Dataset entries:
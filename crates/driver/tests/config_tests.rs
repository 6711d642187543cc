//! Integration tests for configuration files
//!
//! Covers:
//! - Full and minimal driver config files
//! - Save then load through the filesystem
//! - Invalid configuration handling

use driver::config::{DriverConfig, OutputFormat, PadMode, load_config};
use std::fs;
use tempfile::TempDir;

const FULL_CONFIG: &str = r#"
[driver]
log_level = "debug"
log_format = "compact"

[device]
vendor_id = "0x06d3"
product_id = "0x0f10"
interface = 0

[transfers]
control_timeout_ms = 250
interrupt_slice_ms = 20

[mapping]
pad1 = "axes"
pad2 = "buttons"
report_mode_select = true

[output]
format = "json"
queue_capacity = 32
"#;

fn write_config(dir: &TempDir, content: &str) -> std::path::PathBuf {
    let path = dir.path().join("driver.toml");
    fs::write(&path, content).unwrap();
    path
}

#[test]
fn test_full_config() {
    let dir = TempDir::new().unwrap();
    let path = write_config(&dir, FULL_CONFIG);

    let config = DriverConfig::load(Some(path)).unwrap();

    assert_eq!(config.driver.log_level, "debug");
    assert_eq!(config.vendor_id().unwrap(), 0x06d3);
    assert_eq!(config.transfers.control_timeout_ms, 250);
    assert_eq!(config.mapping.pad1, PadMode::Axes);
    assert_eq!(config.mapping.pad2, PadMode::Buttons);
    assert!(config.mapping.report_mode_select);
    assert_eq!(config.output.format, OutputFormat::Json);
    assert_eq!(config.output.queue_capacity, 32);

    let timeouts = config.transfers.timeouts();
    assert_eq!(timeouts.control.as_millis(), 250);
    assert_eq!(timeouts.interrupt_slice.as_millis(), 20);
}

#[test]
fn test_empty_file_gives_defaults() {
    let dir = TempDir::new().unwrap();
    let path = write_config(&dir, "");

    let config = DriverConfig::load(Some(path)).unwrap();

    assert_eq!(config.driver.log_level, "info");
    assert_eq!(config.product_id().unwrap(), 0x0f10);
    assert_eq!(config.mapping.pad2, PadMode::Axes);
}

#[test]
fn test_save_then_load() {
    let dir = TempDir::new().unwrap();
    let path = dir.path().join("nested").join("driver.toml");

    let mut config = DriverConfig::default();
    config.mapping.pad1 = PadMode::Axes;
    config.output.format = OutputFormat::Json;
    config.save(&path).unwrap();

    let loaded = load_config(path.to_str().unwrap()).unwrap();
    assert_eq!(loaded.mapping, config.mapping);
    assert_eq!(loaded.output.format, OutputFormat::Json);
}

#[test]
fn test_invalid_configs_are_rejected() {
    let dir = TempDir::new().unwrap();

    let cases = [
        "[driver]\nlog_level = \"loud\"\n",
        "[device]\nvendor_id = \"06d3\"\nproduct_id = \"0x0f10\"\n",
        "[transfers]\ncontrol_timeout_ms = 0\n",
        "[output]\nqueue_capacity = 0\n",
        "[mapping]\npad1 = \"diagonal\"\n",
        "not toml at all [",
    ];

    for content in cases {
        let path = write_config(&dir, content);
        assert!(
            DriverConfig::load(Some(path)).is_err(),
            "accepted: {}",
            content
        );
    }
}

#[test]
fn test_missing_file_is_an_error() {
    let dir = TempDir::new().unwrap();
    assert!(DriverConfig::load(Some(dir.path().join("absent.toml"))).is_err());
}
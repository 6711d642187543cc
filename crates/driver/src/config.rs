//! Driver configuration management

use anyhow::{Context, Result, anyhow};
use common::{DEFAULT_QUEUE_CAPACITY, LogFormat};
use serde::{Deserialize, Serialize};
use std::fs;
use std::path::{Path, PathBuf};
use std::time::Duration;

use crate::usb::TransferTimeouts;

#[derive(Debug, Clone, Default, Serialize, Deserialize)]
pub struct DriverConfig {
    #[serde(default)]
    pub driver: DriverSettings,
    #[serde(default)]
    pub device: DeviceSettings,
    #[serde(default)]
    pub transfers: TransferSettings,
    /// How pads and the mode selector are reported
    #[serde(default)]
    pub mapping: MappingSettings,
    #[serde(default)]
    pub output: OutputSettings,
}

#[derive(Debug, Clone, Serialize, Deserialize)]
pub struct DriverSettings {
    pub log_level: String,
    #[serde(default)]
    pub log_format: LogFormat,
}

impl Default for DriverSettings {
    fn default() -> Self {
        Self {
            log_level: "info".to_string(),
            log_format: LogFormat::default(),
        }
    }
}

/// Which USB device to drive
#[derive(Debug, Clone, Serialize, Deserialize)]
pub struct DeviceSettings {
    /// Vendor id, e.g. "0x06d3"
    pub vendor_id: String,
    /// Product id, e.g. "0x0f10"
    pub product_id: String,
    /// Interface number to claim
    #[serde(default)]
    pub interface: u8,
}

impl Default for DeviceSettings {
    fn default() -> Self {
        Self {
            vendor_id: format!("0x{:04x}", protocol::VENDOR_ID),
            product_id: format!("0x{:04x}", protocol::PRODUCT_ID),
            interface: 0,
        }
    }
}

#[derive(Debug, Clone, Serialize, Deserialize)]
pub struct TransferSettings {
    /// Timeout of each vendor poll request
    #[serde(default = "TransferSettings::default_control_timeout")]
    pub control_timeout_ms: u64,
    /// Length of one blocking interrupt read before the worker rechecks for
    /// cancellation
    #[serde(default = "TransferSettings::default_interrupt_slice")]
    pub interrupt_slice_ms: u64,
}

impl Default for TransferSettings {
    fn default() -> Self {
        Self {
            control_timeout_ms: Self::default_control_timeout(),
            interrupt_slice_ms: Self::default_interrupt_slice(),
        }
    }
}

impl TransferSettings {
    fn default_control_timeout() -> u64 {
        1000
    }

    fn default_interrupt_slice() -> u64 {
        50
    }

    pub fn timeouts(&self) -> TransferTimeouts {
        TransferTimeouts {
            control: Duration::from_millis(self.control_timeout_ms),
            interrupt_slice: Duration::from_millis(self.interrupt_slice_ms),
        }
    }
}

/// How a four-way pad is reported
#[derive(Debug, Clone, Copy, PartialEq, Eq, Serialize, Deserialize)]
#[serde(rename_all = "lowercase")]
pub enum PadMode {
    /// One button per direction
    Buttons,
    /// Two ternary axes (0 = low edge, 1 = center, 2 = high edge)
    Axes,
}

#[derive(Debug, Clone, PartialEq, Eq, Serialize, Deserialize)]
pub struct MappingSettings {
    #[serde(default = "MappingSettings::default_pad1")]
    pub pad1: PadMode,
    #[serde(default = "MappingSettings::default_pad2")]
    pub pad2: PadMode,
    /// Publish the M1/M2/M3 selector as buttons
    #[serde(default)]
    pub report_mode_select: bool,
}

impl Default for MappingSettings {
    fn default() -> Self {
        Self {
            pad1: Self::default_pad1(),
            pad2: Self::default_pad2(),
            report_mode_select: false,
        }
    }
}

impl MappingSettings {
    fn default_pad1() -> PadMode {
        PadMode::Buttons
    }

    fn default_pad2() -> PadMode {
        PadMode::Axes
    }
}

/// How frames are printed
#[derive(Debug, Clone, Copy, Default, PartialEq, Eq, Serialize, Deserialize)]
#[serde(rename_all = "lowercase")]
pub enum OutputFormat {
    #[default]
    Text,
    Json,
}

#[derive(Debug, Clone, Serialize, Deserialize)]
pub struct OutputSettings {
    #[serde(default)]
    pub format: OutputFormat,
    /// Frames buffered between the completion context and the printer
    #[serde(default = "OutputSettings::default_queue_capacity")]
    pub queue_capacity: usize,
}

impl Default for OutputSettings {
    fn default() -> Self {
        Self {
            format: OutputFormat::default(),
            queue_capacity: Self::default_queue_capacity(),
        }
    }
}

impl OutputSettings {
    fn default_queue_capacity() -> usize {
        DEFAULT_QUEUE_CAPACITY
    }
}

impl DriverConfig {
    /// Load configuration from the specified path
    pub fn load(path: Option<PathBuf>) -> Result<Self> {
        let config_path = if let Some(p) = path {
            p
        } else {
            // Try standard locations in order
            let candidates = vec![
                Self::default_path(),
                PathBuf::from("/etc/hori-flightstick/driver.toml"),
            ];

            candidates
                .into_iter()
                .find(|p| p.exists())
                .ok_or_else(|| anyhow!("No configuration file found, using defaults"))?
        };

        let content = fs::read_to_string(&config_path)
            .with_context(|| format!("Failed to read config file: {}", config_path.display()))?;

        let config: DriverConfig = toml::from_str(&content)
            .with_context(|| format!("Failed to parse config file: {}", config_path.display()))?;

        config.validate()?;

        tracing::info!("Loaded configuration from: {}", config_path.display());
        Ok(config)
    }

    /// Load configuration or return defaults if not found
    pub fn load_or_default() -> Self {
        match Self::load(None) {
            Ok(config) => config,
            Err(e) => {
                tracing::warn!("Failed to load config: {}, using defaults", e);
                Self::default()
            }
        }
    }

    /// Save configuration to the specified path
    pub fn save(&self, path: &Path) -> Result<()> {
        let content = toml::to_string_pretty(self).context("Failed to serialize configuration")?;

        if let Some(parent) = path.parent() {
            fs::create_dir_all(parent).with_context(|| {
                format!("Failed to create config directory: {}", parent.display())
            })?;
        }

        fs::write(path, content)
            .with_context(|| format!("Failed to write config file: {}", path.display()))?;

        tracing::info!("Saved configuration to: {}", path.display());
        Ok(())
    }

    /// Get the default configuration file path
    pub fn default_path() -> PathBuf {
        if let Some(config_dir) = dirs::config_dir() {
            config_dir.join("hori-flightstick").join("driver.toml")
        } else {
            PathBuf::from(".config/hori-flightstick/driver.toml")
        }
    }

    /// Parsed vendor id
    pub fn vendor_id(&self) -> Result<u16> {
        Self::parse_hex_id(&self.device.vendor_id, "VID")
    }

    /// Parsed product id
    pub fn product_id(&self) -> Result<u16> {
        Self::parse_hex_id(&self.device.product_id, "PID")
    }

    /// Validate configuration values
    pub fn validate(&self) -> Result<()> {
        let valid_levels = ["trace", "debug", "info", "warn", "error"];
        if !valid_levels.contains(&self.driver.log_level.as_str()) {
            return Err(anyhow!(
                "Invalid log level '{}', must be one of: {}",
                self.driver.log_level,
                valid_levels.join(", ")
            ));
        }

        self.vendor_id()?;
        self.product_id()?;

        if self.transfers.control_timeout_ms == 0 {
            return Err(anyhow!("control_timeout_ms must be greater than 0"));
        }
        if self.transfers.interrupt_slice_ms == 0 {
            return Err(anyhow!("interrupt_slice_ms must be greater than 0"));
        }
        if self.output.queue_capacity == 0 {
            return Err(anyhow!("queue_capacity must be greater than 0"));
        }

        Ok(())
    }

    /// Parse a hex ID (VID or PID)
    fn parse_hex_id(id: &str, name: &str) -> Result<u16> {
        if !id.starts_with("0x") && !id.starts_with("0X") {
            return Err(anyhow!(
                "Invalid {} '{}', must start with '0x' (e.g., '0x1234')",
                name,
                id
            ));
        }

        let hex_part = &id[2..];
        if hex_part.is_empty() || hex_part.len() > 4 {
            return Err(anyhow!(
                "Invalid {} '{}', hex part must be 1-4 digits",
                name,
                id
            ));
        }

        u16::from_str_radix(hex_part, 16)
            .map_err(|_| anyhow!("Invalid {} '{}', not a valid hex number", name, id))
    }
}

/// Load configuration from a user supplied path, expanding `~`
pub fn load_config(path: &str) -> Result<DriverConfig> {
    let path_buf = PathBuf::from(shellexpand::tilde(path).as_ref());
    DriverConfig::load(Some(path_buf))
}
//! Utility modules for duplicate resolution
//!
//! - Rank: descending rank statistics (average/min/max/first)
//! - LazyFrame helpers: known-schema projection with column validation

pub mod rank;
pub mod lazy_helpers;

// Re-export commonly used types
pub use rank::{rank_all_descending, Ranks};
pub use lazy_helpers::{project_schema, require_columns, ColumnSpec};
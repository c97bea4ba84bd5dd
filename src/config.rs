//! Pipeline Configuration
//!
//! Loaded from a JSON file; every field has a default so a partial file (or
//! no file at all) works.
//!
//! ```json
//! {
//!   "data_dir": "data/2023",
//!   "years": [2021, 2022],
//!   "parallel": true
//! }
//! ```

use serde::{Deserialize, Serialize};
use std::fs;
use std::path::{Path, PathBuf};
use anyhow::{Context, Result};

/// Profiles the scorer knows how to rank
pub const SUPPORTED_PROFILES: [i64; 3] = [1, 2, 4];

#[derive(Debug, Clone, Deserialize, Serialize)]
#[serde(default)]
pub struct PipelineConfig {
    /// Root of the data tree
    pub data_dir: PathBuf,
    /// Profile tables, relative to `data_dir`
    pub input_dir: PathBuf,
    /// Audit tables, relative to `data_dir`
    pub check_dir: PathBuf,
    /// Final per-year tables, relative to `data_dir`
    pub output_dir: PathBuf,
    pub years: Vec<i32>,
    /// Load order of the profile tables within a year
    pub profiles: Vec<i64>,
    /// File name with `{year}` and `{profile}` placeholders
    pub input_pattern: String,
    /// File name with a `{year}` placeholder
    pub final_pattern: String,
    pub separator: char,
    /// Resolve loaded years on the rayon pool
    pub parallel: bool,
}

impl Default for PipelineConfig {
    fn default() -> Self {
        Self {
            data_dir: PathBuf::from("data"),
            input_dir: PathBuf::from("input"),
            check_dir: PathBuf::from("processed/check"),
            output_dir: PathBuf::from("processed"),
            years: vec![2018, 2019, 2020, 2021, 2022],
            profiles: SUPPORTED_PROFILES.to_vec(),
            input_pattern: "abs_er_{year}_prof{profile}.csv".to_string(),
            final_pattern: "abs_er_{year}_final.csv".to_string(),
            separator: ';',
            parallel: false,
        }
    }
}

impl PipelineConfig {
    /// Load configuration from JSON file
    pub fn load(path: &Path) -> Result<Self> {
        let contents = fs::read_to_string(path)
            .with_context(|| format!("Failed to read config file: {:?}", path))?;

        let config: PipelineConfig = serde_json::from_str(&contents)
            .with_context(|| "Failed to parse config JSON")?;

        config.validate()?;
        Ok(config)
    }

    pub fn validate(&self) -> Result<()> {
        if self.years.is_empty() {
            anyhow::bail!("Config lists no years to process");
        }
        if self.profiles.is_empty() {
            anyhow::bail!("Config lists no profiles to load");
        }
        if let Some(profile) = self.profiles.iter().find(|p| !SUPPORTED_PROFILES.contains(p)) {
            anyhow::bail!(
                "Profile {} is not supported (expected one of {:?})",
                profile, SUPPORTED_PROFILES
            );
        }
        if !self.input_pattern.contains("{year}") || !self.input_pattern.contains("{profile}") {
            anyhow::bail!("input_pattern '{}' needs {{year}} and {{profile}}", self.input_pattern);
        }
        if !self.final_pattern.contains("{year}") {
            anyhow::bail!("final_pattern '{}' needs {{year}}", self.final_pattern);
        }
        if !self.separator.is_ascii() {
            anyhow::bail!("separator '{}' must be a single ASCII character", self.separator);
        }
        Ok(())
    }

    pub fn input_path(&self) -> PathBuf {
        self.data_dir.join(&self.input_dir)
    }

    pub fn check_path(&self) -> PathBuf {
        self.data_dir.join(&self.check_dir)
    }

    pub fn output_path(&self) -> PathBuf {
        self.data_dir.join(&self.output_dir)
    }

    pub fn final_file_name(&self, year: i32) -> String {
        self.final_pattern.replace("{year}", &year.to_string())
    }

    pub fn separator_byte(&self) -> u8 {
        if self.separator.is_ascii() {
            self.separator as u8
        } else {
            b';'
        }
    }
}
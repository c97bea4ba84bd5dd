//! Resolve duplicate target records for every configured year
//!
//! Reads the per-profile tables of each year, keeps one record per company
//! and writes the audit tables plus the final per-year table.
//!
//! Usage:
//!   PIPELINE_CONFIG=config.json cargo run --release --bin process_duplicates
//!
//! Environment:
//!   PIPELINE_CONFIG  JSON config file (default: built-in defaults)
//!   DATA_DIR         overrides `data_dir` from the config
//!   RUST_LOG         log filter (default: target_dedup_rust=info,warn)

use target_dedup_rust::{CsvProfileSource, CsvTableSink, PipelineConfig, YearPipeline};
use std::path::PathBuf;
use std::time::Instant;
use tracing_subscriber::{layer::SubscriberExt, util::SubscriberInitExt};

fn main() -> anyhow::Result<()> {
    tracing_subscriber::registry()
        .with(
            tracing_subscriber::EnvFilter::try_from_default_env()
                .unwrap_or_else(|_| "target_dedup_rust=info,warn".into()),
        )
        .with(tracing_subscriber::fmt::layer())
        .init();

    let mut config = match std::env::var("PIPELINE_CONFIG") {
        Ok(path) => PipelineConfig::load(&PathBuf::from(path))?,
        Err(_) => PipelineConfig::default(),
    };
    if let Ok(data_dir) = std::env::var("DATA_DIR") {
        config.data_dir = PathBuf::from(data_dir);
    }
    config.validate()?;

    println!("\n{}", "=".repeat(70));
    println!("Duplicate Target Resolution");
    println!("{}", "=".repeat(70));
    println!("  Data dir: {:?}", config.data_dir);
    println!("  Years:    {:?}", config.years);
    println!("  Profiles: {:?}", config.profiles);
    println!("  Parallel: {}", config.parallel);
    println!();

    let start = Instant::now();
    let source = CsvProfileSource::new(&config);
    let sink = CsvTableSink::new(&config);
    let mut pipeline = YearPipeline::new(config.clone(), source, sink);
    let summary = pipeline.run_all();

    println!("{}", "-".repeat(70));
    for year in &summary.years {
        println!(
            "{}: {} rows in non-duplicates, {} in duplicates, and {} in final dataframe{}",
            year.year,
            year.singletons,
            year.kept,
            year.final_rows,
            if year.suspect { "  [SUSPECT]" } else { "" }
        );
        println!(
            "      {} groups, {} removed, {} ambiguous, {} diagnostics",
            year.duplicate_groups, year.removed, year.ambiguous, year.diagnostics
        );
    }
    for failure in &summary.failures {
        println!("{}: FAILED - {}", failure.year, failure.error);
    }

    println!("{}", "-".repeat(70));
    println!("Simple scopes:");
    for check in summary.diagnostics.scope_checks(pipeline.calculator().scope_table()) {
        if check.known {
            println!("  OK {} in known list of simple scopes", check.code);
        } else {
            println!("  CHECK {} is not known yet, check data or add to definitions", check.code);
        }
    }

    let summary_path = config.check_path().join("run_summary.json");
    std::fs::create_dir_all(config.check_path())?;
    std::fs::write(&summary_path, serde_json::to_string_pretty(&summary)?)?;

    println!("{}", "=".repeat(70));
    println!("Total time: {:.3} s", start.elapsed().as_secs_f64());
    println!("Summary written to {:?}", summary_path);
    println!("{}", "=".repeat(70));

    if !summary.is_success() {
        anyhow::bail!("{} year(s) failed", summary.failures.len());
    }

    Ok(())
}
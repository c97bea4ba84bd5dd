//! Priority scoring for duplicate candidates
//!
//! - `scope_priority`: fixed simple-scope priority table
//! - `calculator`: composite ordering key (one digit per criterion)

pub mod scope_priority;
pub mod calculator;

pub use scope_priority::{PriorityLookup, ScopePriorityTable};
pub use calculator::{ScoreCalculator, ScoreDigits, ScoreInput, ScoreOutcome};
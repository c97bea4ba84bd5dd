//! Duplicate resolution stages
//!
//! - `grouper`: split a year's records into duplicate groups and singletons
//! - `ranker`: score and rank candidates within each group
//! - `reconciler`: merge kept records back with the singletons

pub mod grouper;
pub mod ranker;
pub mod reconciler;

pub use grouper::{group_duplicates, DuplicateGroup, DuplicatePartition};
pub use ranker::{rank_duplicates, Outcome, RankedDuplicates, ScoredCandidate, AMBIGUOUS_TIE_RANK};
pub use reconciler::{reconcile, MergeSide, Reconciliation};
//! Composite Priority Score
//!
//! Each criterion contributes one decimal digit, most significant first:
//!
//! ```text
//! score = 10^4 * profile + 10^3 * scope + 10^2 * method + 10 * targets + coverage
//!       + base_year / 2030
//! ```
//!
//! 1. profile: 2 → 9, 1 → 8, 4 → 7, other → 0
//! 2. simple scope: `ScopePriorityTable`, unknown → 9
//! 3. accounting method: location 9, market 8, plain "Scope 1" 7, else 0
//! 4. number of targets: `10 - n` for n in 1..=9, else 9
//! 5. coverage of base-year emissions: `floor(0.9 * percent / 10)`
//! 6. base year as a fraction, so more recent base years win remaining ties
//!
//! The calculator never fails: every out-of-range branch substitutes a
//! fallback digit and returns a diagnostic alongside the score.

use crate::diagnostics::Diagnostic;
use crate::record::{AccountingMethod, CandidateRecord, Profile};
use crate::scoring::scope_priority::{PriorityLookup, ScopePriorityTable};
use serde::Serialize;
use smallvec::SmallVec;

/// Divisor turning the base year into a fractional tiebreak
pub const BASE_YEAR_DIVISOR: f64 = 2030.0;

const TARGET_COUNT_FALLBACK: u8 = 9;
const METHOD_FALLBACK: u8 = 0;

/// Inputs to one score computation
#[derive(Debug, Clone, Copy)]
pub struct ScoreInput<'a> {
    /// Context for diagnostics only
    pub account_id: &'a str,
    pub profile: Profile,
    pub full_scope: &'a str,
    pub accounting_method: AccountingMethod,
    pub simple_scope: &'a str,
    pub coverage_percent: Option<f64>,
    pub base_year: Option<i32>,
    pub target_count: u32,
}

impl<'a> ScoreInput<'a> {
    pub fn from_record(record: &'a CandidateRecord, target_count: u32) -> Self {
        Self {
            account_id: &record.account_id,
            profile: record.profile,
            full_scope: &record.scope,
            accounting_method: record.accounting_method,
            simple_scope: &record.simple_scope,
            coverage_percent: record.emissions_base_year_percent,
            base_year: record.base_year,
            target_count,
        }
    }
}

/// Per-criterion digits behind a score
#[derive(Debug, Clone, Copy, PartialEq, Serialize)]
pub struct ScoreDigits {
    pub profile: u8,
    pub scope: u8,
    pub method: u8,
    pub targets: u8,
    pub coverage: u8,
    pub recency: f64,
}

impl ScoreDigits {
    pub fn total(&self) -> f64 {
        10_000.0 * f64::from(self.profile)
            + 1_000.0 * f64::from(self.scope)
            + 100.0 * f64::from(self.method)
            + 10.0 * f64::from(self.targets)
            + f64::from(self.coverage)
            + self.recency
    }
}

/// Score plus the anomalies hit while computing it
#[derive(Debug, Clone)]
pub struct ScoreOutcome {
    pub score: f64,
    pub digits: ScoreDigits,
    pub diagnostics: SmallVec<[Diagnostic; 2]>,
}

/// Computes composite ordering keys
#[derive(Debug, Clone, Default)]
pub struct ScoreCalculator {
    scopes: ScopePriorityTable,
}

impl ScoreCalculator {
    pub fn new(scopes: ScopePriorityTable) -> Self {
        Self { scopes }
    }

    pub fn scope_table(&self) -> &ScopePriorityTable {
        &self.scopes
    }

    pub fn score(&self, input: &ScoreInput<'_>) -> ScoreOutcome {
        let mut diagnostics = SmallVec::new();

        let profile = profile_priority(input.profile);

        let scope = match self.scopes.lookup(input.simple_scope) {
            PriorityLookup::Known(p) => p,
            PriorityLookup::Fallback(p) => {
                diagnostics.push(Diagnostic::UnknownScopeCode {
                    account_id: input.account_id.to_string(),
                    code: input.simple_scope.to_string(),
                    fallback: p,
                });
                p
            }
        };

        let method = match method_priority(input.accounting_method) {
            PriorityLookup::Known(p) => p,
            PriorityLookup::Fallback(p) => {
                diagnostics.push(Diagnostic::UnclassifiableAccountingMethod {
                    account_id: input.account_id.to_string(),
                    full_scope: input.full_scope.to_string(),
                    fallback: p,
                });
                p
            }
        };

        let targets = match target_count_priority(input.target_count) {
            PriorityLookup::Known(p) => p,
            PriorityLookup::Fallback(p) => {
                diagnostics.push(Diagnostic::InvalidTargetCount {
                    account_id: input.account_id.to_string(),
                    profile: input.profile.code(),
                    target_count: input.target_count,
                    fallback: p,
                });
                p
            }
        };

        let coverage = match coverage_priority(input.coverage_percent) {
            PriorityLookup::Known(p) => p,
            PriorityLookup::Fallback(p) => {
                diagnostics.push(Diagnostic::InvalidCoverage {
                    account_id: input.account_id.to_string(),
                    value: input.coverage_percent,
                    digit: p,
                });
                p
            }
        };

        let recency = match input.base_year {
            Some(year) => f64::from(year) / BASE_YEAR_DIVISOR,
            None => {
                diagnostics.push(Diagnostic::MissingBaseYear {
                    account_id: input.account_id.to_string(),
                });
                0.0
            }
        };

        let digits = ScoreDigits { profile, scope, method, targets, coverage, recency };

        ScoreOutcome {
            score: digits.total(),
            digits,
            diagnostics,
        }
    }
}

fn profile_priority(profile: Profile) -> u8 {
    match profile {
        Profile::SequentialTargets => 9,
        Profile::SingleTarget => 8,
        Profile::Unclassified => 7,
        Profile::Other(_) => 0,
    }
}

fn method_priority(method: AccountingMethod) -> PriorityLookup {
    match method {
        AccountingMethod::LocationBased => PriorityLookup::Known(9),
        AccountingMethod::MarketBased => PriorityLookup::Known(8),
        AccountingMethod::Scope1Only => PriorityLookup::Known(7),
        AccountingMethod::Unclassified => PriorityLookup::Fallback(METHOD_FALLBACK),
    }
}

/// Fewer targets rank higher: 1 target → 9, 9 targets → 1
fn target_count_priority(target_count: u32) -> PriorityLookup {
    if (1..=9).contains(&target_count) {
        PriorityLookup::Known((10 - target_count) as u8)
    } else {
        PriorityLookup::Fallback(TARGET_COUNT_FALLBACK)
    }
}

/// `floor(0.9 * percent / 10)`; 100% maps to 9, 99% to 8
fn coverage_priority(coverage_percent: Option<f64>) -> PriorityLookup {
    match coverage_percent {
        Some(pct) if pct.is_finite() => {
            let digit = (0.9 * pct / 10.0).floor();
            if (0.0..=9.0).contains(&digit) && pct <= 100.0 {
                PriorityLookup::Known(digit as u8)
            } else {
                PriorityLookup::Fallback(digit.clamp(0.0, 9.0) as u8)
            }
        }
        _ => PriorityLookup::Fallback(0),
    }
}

What needs to be done
Considering only the data above, return the lines in which "struct" occurs.

Exercise result
pub struct DriverConfig {
pub struct DriverSettings {
pub struct DeviceSettings {
pub struct TransferSettings {
pub struct MappingSettings {
pub struct OutputSettings {
pub struct PipelineConfig {
pub struct ScoreInput<'a> {
pub struct ScoreDigits {
pub struct ScoreOutcome {
pub struct ScoreCalculator {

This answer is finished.